--- MATERIAL FOR THE TASK ---

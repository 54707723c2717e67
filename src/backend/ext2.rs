//! A classic-ext2 (revision >= 1) metadata decoder, grounded in the on-disk
//! layouts of `GalHorowitz-ExploreOS`'s `ext2_parser` crate, re-expressed
//! with `zerocopy`-backed structs instead of raw pointer casts.
//!
//! Scope limitation: this backend understands direct/singly/doubly/triply
//! indirect block addressing and linked-list directory entries (the classic
//! ext2 layout). It does not decode ext4 extent-mapped inodes
//! (`EXT4_EXTENTS_FL`); such inodes are reported as a parse error rather
//! than silently misread. See DESIGN.md.

use std::fs::File;
use std::ops::ControlFlow;
use std::os::unix::fs::FileExt;

use zerocopy::byteorder::little_endian::{U16, U32};
use zerocopy::{FromBytes, Immutable, KnownLayout};

use crate::backend::{BlockEvent, DirEntry, FileKind, FsBackend, InodeMeta};
use crate::error::{EngineError, Result};

const SUPERBLOCK_OFFSET: u64 = 1024;
const SUPERBLOCK_SIZE: usize = 1024;
const EXT2_MAGIC: u16 = 0xEF53;
pub const EXT2_ROOT_INO: u64 = 2;
const DIRECT_PTR_COUNT: usize = 12;
const EXT4_EXTENTS_FL: u32 = 0x8_0000;

#[derive(Clone, Copy, FromBytes, KnownLayout, Immutable)]
#[repr(C)]
struct RawSuperblock {
    inodes_count: U32,
    blocks_count: U32,
    r_blocks_count: U32,
    free_blocks_count: U32,
    free_inodes_count: U32,
    first_data_block: U32,
    log_block_size: U32,
    log_frag_size: U32,
    blocks_per_group: U32,
    frags_per_group: U32,
    inodes_per_group: U32,
    mtime: U32,
    wtime: U32,
    mnt_count: U16,
    max_mnt_count: U16,
    magic: U16,
    state: U16,
    errors: U16,
    minor_rev_level: U16,
    lastcheck: U32,
    checkinterval: U32,
    creator_os: U32,
    rev_level: U32,
    def_resuid: U16,
    def_resgid: U16,
    first_ino: U32,
    inode_size: U16,
    block_group_nr: U16,
    feature_compat: U32,
    feature_incompat: U32,
    feature_ro_compat: U32,
}
use std::os::fd::RawFd;

/// Configure direct I/O on the given file descriptor.
///
/// - Linux: O_DIRECT is set at open time via `direct_open_flags`, so there
///   is nothing left to configure once the descriptor exists.
/// - macOS: Uses fcntl(F_NOCACHE) to disable the buffer cache.
#[cfg(target_os = "macos")]
pub fn configure_direct_io(fd: RawFd) -> std::io::Result<()> {
    // F_NOCACHE = 48 on macOS
    let ret = unsafe { libc::fcntl(fd, libc::F_NOCACHE, 1) };
    if ret == -1 {
        return Err(std::io::Error::last_os_error());
    }
    Ok(())
}

#[cfg(target_os = "linux")]
pub fn configure_direct_io(_fd: RawFd) -> std::io::Result<()> {
    // On Linux, O_DIRECT is passed at open time. Nothing to do here.
    Ok(())
}

/// Return platform-specific open flags for direct I/O.
#[cfg(target_os = "linux")]
pub fn direct_open_flags() -> libc::c_int {
    libc::O_RDONLY | libc::O_DIRECT
}

#[cfg(target_os = "macos")]
pub fn direct_open_flags() -> libc::c_int {
    libc::O_RDONLY
}
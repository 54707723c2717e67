use thiserror::Error;

/// Errors produced by the traversal engine.
///
/// Variants map directly onto the error taxonomy the engine follows:
/// fatal-config and fatal-invariant errors abort the run; soft-I/O and
/// advisory conditions are logged via `tracing` and do not appear here.
#[derive(Error, Debug)]
pub enum EngineError {
    #[error("I/O error: {0}")]
    Io(#[from] std::io::Error),

    /// Device or filesystem could not be opened, or the target path does not
    /// resolve to a usable object.
    #[error("config error: {0}")]
    Config(String),

    /// Malformed on-disk metadata the backend cannot parse.
    #[error("parse error: {0}")]
    Parse(&'static str),

    /// An accounting invariant was violated (reference-count underflow, heap
    /// overflow, an inode finishing with undelivered blocks). Indicates a
    /// bug in the engine, not a filesystem defect.
    #[error("invariant violated: {0}")]
    FatalInvariant(&'static str),

    /// The client callback requested early termination.
    #[error("scan cancelled by callback")]
    Cancelled,
}

pub type Result<T> = std::result::Result<T, EngineError>;
//! End-to-end coverage of `walk_with_backend`: concatenation equals file
//! contents, strictly increasing offsets with no gaps, physical-scan-
//! consistent interleaving across files, hole zero-fill, and the empty-file
//! single-call special case. Most of these drive `MockBackend` directly;
//! the last test drives `Ext2Backend` against a synthetic on-disk image to
//! cover the real metadata decoder end to end.

use std::cell::RefCell;
use std::collections::HashMap;
use std::ops::ControlFlow;
use std::rc::Rc;

use extsweep::backend::mock::MockFsBuilder;
use extsweep::{EngineConfig, Ext2Backend, walk_with_backend};

const BS: u32 = 1024;
const EXT2_MAGIC: u16 = 0xEF53;

/// A scratch device backing the physical blocks the mock backend claims to
/// point at. Content is all zeros; these tests check lengths, offsets, and
/// hole zero-fill rather than specific byte patterns.
fn scratch_device() -> tempfile::NamedTempFile {
    let f = tempfile::NamedTempFile::new().expect("failed to create scratch device file");
    f.as_file().set_len(4 * 1024 * 1024).expect("failed to size scratch device");
    f
}

/// Collects every delivered `(inode, path, offset, data)` call in order, per
/// inode, for assertion.
#[derive(Default)]
struct Collected {
    by_inode: RefCell<HashMap<u64, Vec<(u64, Vec<u8>)>>>,
    file_len: RefCell<HashMap<u64, u64>>,
    call_order: RefCell<Vec<u64>>,
}

fn run_collect(fs: &extsweep::MockBackend, device_path: &str, start: &str, config: &EngineConfig) -> Rc<Collected> {
    let collected = Rc::new(Collected::default());
    let c = collected.clone();
    walk_with_backend::<(), _>(fs, device_path, start, config, &mut |inode, _path, pos, file_len, data, _s| {
        c.by_inode.borrow_mut().entry(inode).or_default().push((pos, data.to_vec()));
        c.file_len.borrow_mut().insert(inode, file_len);
        c.call_order.borrow_mut().push(inode);
        ControlFlow::Continue(())
    })
    .expect("walk should succeed");
    collected
}

fn reassembled(collected: &Collected, inode: u64) -> Vec<u8> {
    let by_inode = collected.by_inode.borrow();
    let calls = by_inode.get(&inode).expect("inode should have delivered blocks");
    let mut out = Vec::new();
    for (_, data) in calls {
        out.extend_from_slice(data);
    }
    out
}

#[test]
fn single_contiguous_file_concatenates_to_original_content() {
    let mut b = MockFsBuilder::new(BS);
    let root = b.root();
    // 3 blocks, last one partial, content irrelevant (mock backend delivers
    // zeroed stripes, so we verify length and offsets rather than bytes).
    let ino = b.add_contiguous_file(root, "a.bin", (2 * BS as u64) + 100, 10);
    let fs = b.build();

    let dev = scratch_device();
    let collected = run_collect(&fs, dev.path().to_str().unwrap(), "/a.bin", &EngineConfig::default());
    let data = reassembled(&collected, ino);
    assert_eq!(data.len(), (2 * BS as u64 + 100) as usize);
}

#[test]
fn offsets_are_strictly_increasing_with_no_gaps() {
    let mut b = MockFsBuilder::new(BS);
    let root = b.root();
    let ino = b.add_contiguous_file(root, "a.bin", 5 * BS as u64, 50);
    let fs = b.build();

    let dev = scratch_device();
    let collected = run_collect(&fs, dev.path().to_str().unwrap(), "/a.bin", &EngineConfig::default());
    let by_inode = collected.by_inode.borrow();
    let calls = &by_inode[&ino];
    let mut expected_pos = 0u64;
    for (pos, data) in calls {
        assert_eq!(*pos, expected_pos, "offsets must be contiguous with no gaps");
        expected_pos += data.len() as u64;
    }
    assert_eq!(expected_pos, 5 * BS as u64);
}

#[test]
fn hole_is_delivered_as_zeros_with_correct_total_length() {
    let mut b = MockFsBuilder::new(BS);
    let root = b.root();
    // Block 1 is a hole (None), blocks 0 and 2 are physical.
    let ino = b.add_file(root, "sparse.bin", 3 * BS as u64, vec![Some(10), None, Some(11)]);
    let fs = b.build();

    let dev = scratch_device();
    let collected = run_collect(&fs, dev.path().to_str().unwrap(), "/sparse.bin", &EngineConfig::default());
    let data = reassembled(&collected, ino);
    assert_eq!(data.len(), 3 * BS as usize);
    assert!(data[BS as usize..2 * BS as usize].iter().all(|&b| b == 0), "hole block must be all zeros");
}

#[test]
fn empty_file_produces_exactly_one_zero_length_call() {
    let mut b = MockFsBuilder::new(BS);
    let root = b.root();
    let ino = b.add_file(root, "empty", 0, Vec::new());
    let fs = b.build();

    let dev = scratch_device();
    let collected = run_collect(&fs, dev.path().to_str().unwrap(), "/empty", &EngineConfig::default());
    let by_inode = collected.by_inode.borrow();
    let calls = &by_inode[&ino];
    assert_eq!(calls.len(), 1, "empty files get exactly one callback");
    assert_eq!(calls[0].0, 0);
    assert!(calls[0].1.is_empty());
}

#[test]
fn recursion_reaches_nested_directories_and_all_files_are_delivered() {
    let mut b = MockFsBuilder::new(BS);
    let root = b.root();
    let sub = b.add_dir(root, "sub");
    let a = b.add_contiguous_file(root, "a.bin", BS as u64, 5);
    let c = b.add_contiguous_file(sub, "c.bin", BS as u64, 6);
    b.add_symlink(root, "link"); // must be skipped, not followed
    let fs = b.build();

    let dev = scratch_device();
    let collected = run_collect(&fs, dev.path().to_str().unwrap(), "/", &EngineConfig::default());
    let by_inode = collected.by_inode.borrow();
    assert!(by_inode.contains_key(&a));
    assert!(by_inode.contains_key(&c));
    assert_eq!(by_inode.len(), 2, "only the two regular files should deliver blocks");
}

#[test]
fn delivered_bytes_are_invariant_to_admission_budget() {
    let mut b = MockFsBuilder::new(BS);
    let root = b.root();
    for i in 0..6u64 {
        b.add_contiguous_file(root, &format!("f{i}"), 2 * BS as u64 + 7, 100 + i * 10);
    }
    let fs = b.build();

    let mut wide = EngineConfig::default();
    wide.max_inodes = 100;
    let mut narrow = EngineConfig::default();
    narrow.max_inodes = 1;

    let dev = scratch_device();
    let dev_path = dev.path().to_str().unwrap();
    let wide_result = run_collect(&fs, dev_path, "/", &wide);
    let narrow_result = run_collect(&fs, dev_path, "/", &narrow);

    let total = |c: &Collected| -> usize {
        c.by_inode.borrow().values().map(|v| v.iter().map(|(_, d)| d.len()).sum::<usize>()).sum()
    };
    assert_eq!(total(&wide_result), total(&narrow_result));
    assert_eq!(wide_result.by_inode.borrow().len(), narrow_result.by_inode.borrow().len());
}

#[test]
fn delivery_order_across_files_follows_physical_block_order() {
    let mut b = MockFsBuilder::new(BS);
    let root = b.root();
    // Two files whose blocks interleave physically: a@10,30 and b@20,40.
    let a = b.add_file(root, "a.bin", 2 * BS as u64, vec![Some(10), Some(30)]);
    let c = b.add_file(root, "b.bin", 2 * BS as u64, vec![Some(20), Some(40)]);
    let fs = b.build();

    let mut config = EngineConfig::default();
    config.max_inodes = 2;

    let dev = scratch_device();
    let collected = run_collect(&fs, dev.path().to_str().unwrap(), "/", &config);
    let order = collected.call_order.borrow();
    assert_eq!(
        order.as_slice(),
        &[a, c, a, c],
        "delivery must follow the physical scan order, interleaving across open inodes"
    );
}

/// Writes a 2-byte little-endian field at `off`.
fn put_u16(buf: &mut [u8], off: usize, v: u16) {
    buf[off..off + 2].copy_from_slice(&v.to_le_bytes());
}

/// Writes a 4-byte little-endian field at `off`.
fn put_u32(buf: &mut [u8], off: usize, v: u32) {
    buf[off..off + 4].copy_from_slice(&v.to_le_bytes());
}

/// Hand-assembles a minimal single-block-group, revision-1 ext2 image: one
/// root directory holding one regular file, laid out block by block:
///
/// - block 0: boot block (unused)
/// - block 1: superblock (at byte offset 1024, matching `first_data_block=1`)
/// - block 2: block group descriptor table (one descriptor)
/// - block 3: block bitmap (unused by the reader)
/// - block 4: inode bitmap (unused by the reader)
/// - blocks 5-6: inode table (16 inodes * 128 bytes = 2 blocks)
/// - block 7: root directory entries ("." / ".." / "greeting.txt")
/// - blocks 8-9: the file's data
///
/// Field layout mirrors `RawSuperblock`/`RawBlockGroupDesc`/`RawInode`/
/// `RawDirEntry` in `src/backend/ext2.rs`.
fn build_ext2_image() -> (Vec<u8>, Vec<u8>, u64) {
    const BLOCK: usize = 1024;
    const INODE_SIZE: usize = 128;
    const INODES_PER_GROUP: u32 = 16;
    const ROOT_INO: u32 = 2;
    const FILE_INO: u32 = 12;
    const FILE_DATA_BLOCK0: u32 = 8;
    const FILE_DATA_BLOCK1: u32 = 9;
    const TOTAL_BLOCKS: usize = 11;

    let mut img = vec![0u8; TOTAL_BLOCKS * BLOCK];

    // Superblock, block 1 (byte offset 1024).
    let sb = &mut img[BLOCK..2 * BLOCK];
    put_u32(sb, 0, 16); // inodes_count
    put_u32(sb, 4, TOTAL_BLOCKS as u32); // blocks_count
    put_u32(sb, 20, 1); // first_data_block
    put_u32(sb, 24, 0); // log_block_size -> 1024 << 0
    put_u32(sb, 32, 8192); // blocks_per_group
    put_u32(sb, 40, INODES_PER_GROUP); // inodes_per_group
    put_u16(sb, 56, EXT2_MAGIC);
    put_u32(sb, 76, 1); // rev_level
    put_u16(sb, 88, INODE_SIZE as u16); // inode_size

    // Block group descriptor table, block 2.
    let bgdt = &mut img[2 * BLOCK..3 * BLOCK];
    put_u32(bgdt, 0, 3); // block_bitmap
    put_u32(bgdt, 4, 4); // inode_bitmap
    put_u32(bgdt, 8, 5); // inode_table

    // Inode table spans blocks 5-6; write root (index 1) and file (index 11).
    let inode_table_off = 5 * BLOCK;
    let write_inode = |img: &mut [u8], ino: u32, mode: u16, size: u32, blocks: &[u32]| {
        let index_in_group = (ino - 1) as usize;
        let off = inode_table_off + index_in_group * INODE_SIZE;
        put_u16(img, off, mode);
        put_u32(img, off + 4, size); // size_low
        let block_ptrs_off = off + 40;
        for (i, b) in blocks.iter().enumerate() {
            put_u32(img, block_ptrs_off + i * 4, *b);
        }
    };
    write_inode(&mut img, ROOT_INO, 0o040755, BLOCK as u32, &[7]);
    let file_size: u32 = BLOCK as u32 + 500;
    write_inode(&mut img, FILE_INO, 0o100644, file_size, &[FILE_DATA_BLOCK0, FILE_DATA_BLOCK1]);

    // Root directory data, block 7: ".", "..", then "greeting.txt" padded to
    // fill the rest of the block (classic ext2 linked-list layout).
    let dirblock = &mut img[7 * BLOCK..8 * BLOCK];
    let write_dirent = |buf: &mut [u8], off: usize, ino: u32, name: &str, rec_len: u16, file_type: u8| {
        put_u32(buf, off, ino);
        put_u16(buf, off + 4, rec_len);
        buf[off + 6] = name.len() as u8;
        buf[off + 7] = file_type;
        buf[off + 8..off + 8 + name.len()].copy_from_slice(name.as_bytes());
    };
    write_dirent(dirblock, 0, ROOT_INO, ".", 12, 2);
    write_dirent(dirblock, 12, ROOT_INO, "..", 12, 2);
    write_dirent(dirblock, 24, FILE_INO, "greeting.txt", (BLOCK - 24) as u16, 1);

    // File content: a recognizable repeating pattern across both blocks; the
    // reader clips the final block to `file_size` bytes.
    let pattern: Vec<u8> = (0..(2 * BLOCK)).map(|i| (i % 251) as u8).collect();
    img[8 * BLOCK..10 * BLOCK].copy_from_slice(&pattern);

    let expected = pattern[..file_size as usize].to_vec();
    (img, expected, file_size as u64)
}

#[test]
fn ext2_backend_reads_a_synthetic_on_disk_image_end_to_end() {
    use std::io::Write;

    let (image, expected_content, expected_len) = build_ext2_image();

    let mut dev_file = tempfile::NamedTempFile::new().expect("failed to create ext2 scratch image");
    dev_file.as_file_mut().write_all(&image).expect("failed to write ext2 image");
    dev_file.as_file().sync_all().expect("failed to flush ext2 image");
    let path = dev_file.path().to_str().unwrap();

    let fs = Ext2Backend::open(path).expect("should parse the synthetic image");

    let collected = Rc::new(Collected::default());
    let c = collected.clone();
    walk_with_backend::<(), _>(&fs, path, "/", &EngineConfig::default(), &mut |inode, entry_path, pos, file_len, data, _s| {
        c.by_inode.borrow_mut().entry(inode).or_default().push((pos, data.to_vec()));
        c.file_len.borrow_mut().insert(inode, file_len);
        assert_eq!(entry_path, "/greeting.txt");
        ControlFlow::Continue(())
    })
    .expect("walk should succeed against the real ext2 decoder");

    let by_inode = collected.by_inode.borrow();
    assert_eq!(by_inode.len(), 1, "only the one regular file should deliver blocks");
    let (&ino, _) = by_inode.iter().next().unwrap();
    drop(by_inode);

    let data = reassembled(&collected, ino);
    assert_eq!(data.len(), expected_len as usize);
    assert_eq!(data, expected_content);
    assert_eq!(*collected.file_len.borrow().get(&ino).unwrap(), expected_len);
}

#[test]
fn cancellation_stops_the_traversal_early() {
    let mut b = MockFsBuilder::new(BS);
    let root = b.root();
    b.add_contiguous_file(root, "a.bin", 10 * BS as u64, 1000);
    let fs = b.build();

    let dev = scratch_device();
    let mut seen = 0u32;
    let result = walk_with_backend::<(), _>(&fs, dev.path().to_str().unwrap(), "/a.bin", &EngineConfig::default(), &mut |_ino, _path, _pos, _len, _data, _s| {
        seen += 1;
        ControlFlow::Break(())
    });
    assert!(result.is_err(), "cancellation should surface as an error");
    assert_eq!(seen, 1, "callback should run exactly once before cancellation takes effect");
}
use chrono::Utc;
use tracing::instrument;

use crate::client::LauncherClient;
use crate::errors::{LauncherError, Result};
use crate::models::GateStatus;

/// Offset of the status digit in `{"status":N}`
const LOGIN_STATUS_DIGIT_OFFSET: usize = 10;

impl LauncherClient {
    /// Whether worlds are accepting players, for the configured language
    #[instrument(skip(self))]
    pub async fn gate_status(&self) -> Result<GateStatus> {
        let url = format!(
            "{}?lang={}&_={}",
            self.config.endpoints.gate_status,
            self.config.language.code(),
            Utc::now().timestamp_millis()
        );

        let text = self.download_as_launcher(&url).await?;
        Ok(serde_json::from_str(&text)?)
    }

    /// Whether the login servers are open
    #[instrument(skip(self))]
    pub async fn login_status(&self) -> Result<bool> {
        let url = format!(
            "{}?_={}",
            self.config.endpoints.login_status,
            Utc::now().timestamp_millis()
        );

        let text = self.download_as_launcher(&url).await?;
        parse_login_status(&text)
    }
}

/// Read the single status digit at its fixed offset
pub fn parse_login_status(body: &str) -> Result<bool> {
    body.chars()
        .nth(LOGIN_STATUS_DIGIT_OFFSET)
        .and_then(|c| c.to_digit(10))
        .map(|digit| digit != 0)
        .ok_or_else(|| LauncherError::protocol("Login status digit missing", body))
}
use std::path::{Path, PathBuf};

use anyhow::Context;
use directories::ProjectDirs;
use serde::{Deserialize, Serialize};
use tracing::{debug, error, info, instrument};

use crate::errors::{InstallError, Result};
use crate::install::GameInstall;
use crate::language::ClientLanguage;

/// Persisted launcher settings (`settings.toml`)
#[derive(Debug, Clone, PartialEq, Eq, Serialize, Deserialize)]
pub struct LauncherSettings {
    pub game_path: PathBuf,
    #[serde(default)]
    pub language: ClientLanguage,
    #[serde(default = "default_region")]
    pub region: u32,
    #[serde(default)]
    pub free_trial: bool,
    #[serde(default = "default_true")]
    pub use_unique_id_cache: bool,
    #[serde(default)]
    pub force_base_version: bool,
    #[serde(default)]
    pub legacy_tls: bool,
    /// Extra `key=value` pairs appended to the game arguments
    #[serde(default)]
    pub additional_arguments: Vec<String>,
}

fn default_region() -> u32 {
    3
}

fn default_true() -> bool {
    true
}

impl LauncherSettings {
    pub fn new(game_path: impl Into<PathBuf>) -> Self {
        Self {
            game_path: game_path.into(),
            language: ClientLanguage::default(),
            region: default_region(),
            free_trial: false,
            use_unique_id_cache: true,
            force_base_version: false,
            legacy_tls: false,
            additional_arguments: Vec::new(),
        }
    }

    pub fn install(&self) -> GameInstall {
        GameInstall::new(&self.game_path)
    }

    /// Default location of the settings file for the current platform
    pub fn default_path() -> Result<PathBuf> {
        let proj_dirs = ProjectDirs::from("com", "frontier", "frontier-launcher")
            .ok_or_else(|| {
                error!("Failed to determine project directories - this usually indicates an unsupported OS or missing home directory");
                InstallError::ProjectDirectoriesUnavailable
            })?;

        Ok(proj_dirs.config_dir().join("settings.toml"))
    }

    #[instrument(level = "debug")]
    pub async fn load(path: &Path) -> Result<Self> {
        if tokio::fs::metadata(path).await.is_err() {
            return Err(InstallError::SettingsFileNotFound {
                path: path.to_path_buf(),
            });
        }

        let content = tokio::fs::read_to_string(path)
            .await
            .context("Failed to read settings.toml file")
            .map_err(|e| {
                error!("Failed to read settings file {}: {}", path.display(), e);
                InstallError::SettingsFileReadFailed {
                    path: path.to_path_buf(),
                    source: e,
                }
            })?;

        debug!("Read {} bytes from {}", content.len(), path.display());

        toml::from_str(&content)
            .context("Failed to parse settings.toml file")
            .map_err(|e| InstallError::SettingsParsingFailed {
                path: path.to_path_buf(),
                source: e,
            })
    }

    #[instrument(skip(self), level = "debug")]
    pub async fn save(&self, path: &Path) -> Result<()> {
        if let Some(parent) = path.parent() {
            tokio::fs::create_dir_all(parent)
                .await
                .context("Failed to create settings directory")
                .map_err(|e| InstallError::DirectoryCreationFailed {
                    path: parent.to_path_buf(),
                    source: e,
                })?;
        }

        let toml = toml::to_string_pretty(self)
            .context("Failed to serialize settings to TOML")
            .map_err(|e| InstallError::SettingsSerializationFailed { source: e })?;

        tokio::fs::write(path, toml)
            .await
            .context("Failed to write settings.toml file")
            .map_err(|e| {
                error!("Failed to write settings file {}: {}", path.display(), e);
                InstallError::SettingsFileWriteFailed {
                    path: path.to_path_buf(),
                    source: e,
                }
            })?;

        info!("Saved launcher settings at {}", path.display());
        Ok(())
    }
}
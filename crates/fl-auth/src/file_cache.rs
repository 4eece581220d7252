use std::collections::HashMap;
use std::path::{Path, PathBuf};
use std::sync::Arc;

use fs2::FileExt;
use tokio::fs;
use tokio::sync::RwLock;

use crate::cache::{UniqueIdCache, UniqueIdCacheEntry};
use crate::errors::{LauncherError, Result};

/// File-backed unique id cache
///
/// # Directory Structure
/// ```text
/// ~/.cache/frontier-launcher/
/// ├── lock                   # Advisory lock file
/// └── unique_ids.json        # Cached entries, one per user name
/// ```
#[derive(Debug)]
pub struct FileUniqueIdCache {
    cache_file: PathBuf,
    lock_file: PathBuf,
    /// Entries as last read from or written to disk
    entries: Arc<RwLock<HashMap<String, UniqueIdCacheEntry>>>,
}

impl FileUniqueIdCache {
    /// Open (or create) a cache under `storage_dir`
    pub async fn new(storage_dir: impl AsRef<Path>) -> Result<Self> {
        let storage_dir = storage_dir.as_ref().to_path_buf();
        fs::create_dir_all(&storage_dir).await?;

        let cache_file = storage_dir.join("unique_ids.json");
        let lock_file = storage_dir.join("lock");
        let entries = Self::load_from_disk(&cache_file).await?;

        Ok(Self {
            cache_file,
            lock_file,
            entries: Arc::new(RwLock::new(entries)),
        })
    }

    /// Get default storage directory for the current platform
    pub fn default_storage_dir() -> Result<PathBuf> {
        let project_dirs = directories::ProjectDirs::from("com", "frontier", "frontier-launcher")
            .ok_or_else(|| LauncherError::Cache("Could not determine cache directory".to_string()))?;

        Ok(project_dirs.cache_dir().to_path_buf())
    }

    /// Acquire an exclusive lock on the storage
    fn acquire_lock(&self) -> Result<std::fs::File> {
        let lock_file = std::fs::OpenOptions::new()
            .create(true)
            .truncate(false)
            .write(true)
            .open(&self.lock_file)?;

        lock_file
            .try_lock_exclusive()
            .map_err(|_| LauncherError::Cache("Cache is locked by another launcher".to_string()))?;

        Ok(lock_file)
    }

    async fn load_from_disk(path: &Path) -> Result<HashMap<String, UniqueIdCacheEntry>> {
        if fs::metadata(path).await.is_err() {
            return Ok(HashMap::new());
        }

        let content = fs::read_to_string(path).await?;
        let entries: Vec<UniqueIdCacheEntry> = match serde_json::from_str(&content) {
            Ok(entries) => entries,
            Err(e) => {
                tracing::warn!("Discarding unreadable unique id cache {}: {}", path.display(), e);
                Vec::new()
            }
        };

        Ok(entries
            .into_iter()
            .filter(|entry| !entry.is_expired())
            .map(|entry| (entry.user_name.clone(), entry))
            .collect())
    }

    /// Write all entries to disk via a temp file and rename
    async fn save_to_disk(&self, entries: &HashMap<String, UniqueIdCacheEntry>) -> Result<()> {
        let mut list: Vec<&UniqueIdCacheEntry> = entries.values().collect();
        list.sort_by(|a, b| a.user_name.cmp(&b.user_name));
        let json = serde_json::to_string_pretty(&list)?;

        let temp_path = self.cache_file.with_extension("tmp");
        fs::write(&temp_path, json).await?;
        fs::rename(&temp_path, &self.cache_file).await?;

        #[cfg(unix)]
        {
            use std::os::unix::fs::PermissionsExt;
            let perms = std::fs::Permissions::from_mode(0o600);
            std::fs::set_permissions(&self.cache_file, perms)?;
        }

        Ok(())
    }
}

#[async_trait::async_trait]
impl UniqueIdCache for FileUniqueIdCache {
    async fn get(&self, user_name: &str) -> Option<UniqueIdCacheEntry> {
        self.entries
            .read()
            .await
            .get(user_name)
            .filter(|entry| !entry.is_expired())
            .cloned()
    }

    async fn put(&self, entry: UniqueIdCacheEntry) -> Result<()> {
        let _lock = self.acquire_lock()?;

        // Other launchers may have written since we last looked
        let mut on_disk = Self::load_from_disk(&self.cache_file).await?;
        on_disk.insert(entry.user_name.clone(), entry);
        self.save_to_disk(&on_disk).await?;

        *self.entries.write().await = on_disk;
        Ok(())
    }

    async fn remove(&self, user_name: &str) -> Result<()> {
        let _lock = self.acquire_lock()?;

        let mut on_disk = Self::load_from_disk(&self.cache_file).await?;
        if on_disk.remove(user_name).is_some() {
            self.save_to_disk(&on_disk).await?;
        }

        *self.entries.write().await = on_disk;
        Ok(())
    }
}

---

_WHAT YOU SHOULD DO_. For the word "Whether", return every line of the records that holds it.

_FINISHED TASK_.
    /// Whether worlds are accepting players, for the configured language
    /// Whether the login servers are open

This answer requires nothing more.